◆ What you will do
Tally the lines in the entries below where the string "noise" occurs. Reply with the total alone.

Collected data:
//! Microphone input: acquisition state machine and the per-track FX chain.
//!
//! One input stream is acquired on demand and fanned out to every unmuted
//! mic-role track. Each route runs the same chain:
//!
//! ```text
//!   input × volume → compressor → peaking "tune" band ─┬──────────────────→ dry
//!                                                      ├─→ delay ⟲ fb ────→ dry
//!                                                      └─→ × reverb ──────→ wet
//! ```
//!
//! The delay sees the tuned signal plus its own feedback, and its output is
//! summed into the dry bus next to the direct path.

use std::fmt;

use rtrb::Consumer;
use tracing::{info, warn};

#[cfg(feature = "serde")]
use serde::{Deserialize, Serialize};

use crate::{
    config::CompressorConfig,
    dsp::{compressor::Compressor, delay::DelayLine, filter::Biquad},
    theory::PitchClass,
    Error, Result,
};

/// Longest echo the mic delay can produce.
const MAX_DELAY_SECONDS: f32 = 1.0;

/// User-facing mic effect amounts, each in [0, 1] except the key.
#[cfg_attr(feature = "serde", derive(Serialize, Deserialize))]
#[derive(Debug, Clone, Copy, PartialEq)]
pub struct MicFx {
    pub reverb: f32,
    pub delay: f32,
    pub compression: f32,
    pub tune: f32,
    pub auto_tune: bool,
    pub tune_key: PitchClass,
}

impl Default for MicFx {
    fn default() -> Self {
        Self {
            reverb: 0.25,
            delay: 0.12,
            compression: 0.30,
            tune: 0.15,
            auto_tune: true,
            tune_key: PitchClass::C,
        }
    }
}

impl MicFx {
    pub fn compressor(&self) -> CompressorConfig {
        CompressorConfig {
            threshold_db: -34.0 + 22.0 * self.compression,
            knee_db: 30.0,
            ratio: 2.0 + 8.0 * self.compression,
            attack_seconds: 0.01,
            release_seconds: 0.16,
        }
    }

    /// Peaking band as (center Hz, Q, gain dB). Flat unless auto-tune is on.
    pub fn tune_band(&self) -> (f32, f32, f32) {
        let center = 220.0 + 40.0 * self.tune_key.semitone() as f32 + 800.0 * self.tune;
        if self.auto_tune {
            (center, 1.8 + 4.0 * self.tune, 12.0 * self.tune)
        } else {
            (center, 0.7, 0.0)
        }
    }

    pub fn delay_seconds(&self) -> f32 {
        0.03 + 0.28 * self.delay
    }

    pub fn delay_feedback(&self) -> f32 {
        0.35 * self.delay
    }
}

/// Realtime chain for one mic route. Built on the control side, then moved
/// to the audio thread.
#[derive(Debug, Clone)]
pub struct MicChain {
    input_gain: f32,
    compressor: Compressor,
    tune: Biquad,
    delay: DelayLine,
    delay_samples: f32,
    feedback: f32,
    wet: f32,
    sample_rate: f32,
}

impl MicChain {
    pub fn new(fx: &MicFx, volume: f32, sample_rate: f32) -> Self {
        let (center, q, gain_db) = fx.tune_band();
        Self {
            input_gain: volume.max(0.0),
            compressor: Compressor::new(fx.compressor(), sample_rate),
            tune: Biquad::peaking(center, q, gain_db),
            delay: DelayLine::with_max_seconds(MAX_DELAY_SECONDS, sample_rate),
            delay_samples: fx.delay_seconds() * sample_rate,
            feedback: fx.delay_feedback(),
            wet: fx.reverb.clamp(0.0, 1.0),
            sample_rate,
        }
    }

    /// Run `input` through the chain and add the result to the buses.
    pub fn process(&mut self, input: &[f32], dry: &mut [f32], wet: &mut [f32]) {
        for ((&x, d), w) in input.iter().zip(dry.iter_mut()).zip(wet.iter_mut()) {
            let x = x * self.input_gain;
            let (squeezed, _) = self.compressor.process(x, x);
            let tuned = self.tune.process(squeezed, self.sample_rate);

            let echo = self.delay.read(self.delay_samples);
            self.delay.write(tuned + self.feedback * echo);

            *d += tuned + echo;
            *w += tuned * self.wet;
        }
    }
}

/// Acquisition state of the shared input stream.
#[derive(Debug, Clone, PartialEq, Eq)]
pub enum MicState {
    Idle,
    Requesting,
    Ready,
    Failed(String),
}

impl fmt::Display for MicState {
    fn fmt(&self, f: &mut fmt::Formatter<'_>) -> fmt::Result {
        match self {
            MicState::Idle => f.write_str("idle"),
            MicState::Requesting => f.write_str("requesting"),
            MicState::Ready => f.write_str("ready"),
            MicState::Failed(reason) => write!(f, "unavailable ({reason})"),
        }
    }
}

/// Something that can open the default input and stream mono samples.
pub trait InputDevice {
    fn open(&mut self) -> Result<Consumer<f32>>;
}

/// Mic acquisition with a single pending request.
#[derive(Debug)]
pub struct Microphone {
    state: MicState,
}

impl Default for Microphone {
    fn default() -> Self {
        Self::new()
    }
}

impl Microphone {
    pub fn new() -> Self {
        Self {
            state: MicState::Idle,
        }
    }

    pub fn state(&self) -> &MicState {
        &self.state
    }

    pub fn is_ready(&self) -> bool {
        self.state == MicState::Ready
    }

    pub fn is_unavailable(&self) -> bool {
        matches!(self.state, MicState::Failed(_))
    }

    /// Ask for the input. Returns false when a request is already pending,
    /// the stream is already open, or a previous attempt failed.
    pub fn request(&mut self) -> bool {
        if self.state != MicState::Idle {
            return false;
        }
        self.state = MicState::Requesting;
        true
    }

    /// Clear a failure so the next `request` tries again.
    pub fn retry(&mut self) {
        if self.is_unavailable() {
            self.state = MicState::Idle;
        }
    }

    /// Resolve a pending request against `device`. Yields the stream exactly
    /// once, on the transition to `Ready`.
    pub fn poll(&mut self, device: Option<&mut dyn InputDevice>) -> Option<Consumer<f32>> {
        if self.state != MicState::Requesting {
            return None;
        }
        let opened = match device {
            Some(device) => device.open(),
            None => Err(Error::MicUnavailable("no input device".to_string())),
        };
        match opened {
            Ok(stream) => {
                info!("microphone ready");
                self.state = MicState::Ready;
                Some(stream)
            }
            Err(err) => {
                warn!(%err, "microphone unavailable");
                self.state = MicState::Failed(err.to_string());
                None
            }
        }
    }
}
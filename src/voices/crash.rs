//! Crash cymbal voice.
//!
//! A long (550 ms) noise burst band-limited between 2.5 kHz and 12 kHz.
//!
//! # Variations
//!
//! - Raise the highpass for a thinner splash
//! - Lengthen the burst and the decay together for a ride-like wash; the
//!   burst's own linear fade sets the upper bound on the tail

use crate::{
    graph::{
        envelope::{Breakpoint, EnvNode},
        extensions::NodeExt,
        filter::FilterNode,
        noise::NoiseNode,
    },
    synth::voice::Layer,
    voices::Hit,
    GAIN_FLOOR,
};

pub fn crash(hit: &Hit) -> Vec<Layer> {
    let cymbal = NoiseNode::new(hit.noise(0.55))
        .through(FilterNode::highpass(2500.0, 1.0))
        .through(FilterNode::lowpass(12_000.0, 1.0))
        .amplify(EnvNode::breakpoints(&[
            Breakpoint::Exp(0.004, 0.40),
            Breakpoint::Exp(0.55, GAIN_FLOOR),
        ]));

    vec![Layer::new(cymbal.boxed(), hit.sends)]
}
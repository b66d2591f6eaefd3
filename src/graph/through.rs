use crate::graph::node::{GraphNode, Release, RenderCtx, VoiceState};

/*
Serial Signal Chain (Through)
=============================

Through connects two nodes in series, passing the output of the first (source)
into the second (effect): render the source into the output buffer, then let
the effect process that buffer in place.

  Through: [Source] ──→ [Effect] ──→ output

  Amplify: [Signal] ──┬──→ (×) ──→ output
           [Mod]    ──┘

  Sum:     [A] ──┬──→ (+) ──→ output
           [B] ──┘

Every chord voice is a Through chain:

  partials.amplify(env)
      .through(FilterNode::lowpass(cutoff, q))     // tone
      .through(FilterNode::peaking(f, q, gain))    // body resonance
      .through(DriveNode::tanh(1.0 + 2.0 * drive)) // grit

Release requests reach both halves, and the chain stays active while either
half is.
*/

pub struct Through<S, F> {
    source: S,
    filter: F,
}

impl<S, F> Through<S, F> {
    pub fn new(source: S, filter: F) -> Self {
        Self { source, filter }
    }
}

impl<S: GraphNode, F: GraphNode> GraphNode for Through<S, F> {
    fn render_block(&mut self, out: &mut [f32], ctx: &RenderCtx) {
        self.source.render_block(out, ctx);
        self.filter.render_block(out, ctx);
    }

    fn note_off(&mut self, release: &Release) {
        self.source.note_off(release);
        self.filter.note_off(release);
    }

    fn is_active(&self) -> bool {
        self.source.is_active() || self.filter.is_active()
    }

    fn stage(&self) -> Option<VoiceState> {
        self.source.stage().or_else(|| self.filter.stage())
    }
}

◆ Solution for this problem
3